The problem: Wherever a line of the records contains "parent", copy that line.

Material to process:
● ● ● ●
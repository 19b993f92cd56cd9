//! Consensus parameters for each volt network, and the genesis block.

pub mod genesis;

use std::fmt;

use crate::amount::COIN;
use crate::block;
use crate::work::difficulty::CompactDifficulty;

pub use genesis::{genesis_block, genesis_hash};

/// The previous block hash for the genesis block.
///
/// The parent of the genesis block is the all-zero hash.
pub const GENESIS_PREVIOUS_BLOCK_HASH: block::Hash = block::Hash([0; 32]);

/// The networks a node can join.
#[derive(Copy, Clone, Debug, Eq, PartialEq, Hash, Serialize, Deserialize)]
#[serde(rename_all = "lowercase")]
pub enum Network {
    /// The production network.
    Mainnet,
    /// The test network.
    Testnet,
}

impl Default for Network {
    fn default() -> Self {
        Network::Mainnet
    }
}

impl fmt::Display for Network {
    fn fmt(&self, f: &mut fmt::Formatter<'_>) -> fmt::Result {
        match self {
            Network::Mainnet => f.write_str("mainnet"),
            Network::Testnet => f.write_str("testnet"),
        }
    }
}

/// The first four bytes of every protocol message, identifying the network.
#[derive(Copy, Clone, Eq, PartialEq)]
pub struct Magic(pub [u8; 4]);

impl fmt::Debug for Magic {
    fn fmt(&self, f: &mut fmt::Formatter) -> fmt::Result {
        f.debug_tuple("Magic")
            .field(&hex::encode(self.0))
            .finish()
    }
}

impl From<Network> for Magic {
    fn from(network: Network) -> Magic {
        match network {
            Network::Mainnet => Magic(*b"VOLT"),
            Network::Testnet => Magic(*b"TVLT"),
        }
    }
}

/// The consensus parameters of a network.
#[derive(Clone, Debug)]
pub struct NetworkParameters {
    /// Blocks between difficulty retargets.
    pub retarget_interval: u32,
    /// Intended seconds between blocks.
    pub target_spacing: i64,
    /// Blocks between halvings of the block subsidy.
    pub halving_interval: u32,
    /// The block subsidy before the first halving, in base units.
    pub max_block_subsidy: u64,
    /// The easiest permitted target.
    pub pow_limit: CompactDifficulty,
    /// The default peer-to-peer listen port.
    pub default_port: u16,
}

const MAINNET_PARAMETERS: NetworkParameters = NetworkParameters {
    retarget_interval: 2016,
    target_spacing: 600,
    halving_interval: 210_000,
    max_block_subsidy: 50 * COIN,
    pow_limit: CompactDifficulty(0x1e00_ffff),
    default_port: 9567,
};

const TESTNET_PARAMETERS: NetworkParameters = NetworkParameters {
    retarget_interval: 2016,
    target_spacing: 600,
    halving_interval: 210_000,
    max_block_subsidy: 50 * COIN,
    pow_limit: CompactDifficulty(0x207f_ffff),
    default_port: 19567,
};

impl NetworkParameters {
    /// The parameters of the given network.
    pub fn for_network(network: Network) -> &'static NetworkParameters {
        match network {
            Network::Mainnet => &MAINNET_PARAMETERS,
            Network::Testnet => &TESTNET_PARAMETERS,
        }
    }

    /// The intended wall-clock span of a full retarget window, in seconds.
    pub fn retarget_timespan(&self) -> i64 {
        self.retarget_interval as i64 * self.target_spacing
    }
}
● ● ● ●
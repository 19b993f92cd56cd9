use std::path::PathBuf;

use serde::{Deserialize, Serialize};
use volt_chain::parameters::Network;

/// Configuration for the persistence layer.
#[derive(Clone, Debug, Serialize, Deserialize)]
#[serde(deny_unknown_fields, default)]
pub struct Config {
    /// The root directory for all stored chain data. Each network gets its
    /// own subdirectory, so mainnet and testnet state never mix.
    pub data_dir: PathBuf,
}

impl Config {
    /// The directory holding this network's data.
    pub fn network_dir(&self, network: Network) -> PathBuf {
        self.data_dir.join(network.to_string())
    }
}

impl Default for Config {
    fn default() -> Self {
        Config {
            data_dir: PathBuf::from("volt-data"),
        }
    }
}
● ● ● ●
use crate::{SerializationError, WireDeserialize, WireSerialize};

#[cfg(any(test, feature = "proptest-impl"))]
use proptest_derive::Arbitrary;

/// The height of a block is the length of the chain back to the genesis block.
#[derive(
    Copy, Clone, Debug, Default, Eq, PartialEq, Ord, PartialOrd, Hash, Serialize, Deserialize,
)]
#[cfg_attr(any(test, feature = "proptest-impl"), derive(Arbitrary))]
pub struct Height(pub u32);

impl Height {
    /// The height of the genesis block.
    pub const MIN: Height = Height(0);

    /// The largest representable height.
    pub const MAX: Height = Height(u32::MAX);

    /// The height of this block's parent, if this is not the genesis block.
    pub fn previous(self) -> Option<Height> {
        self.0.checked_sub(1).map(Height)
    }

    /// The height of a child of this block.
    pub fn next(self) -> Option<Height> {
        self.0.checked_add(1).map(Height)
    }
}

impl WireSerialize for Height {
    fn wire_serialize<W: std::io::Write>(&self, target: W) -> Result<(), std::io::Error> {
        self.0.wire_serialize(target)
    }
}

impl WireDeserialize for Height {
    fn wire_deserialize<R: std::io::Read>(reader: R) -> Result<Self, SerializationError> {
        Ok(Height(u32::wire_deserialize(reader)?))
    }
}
● ● ● ●
Result for this task:
/// The parent of the genesis block is the all-zero hash.
    /// The height of this block's parent, if this is not the genesis block.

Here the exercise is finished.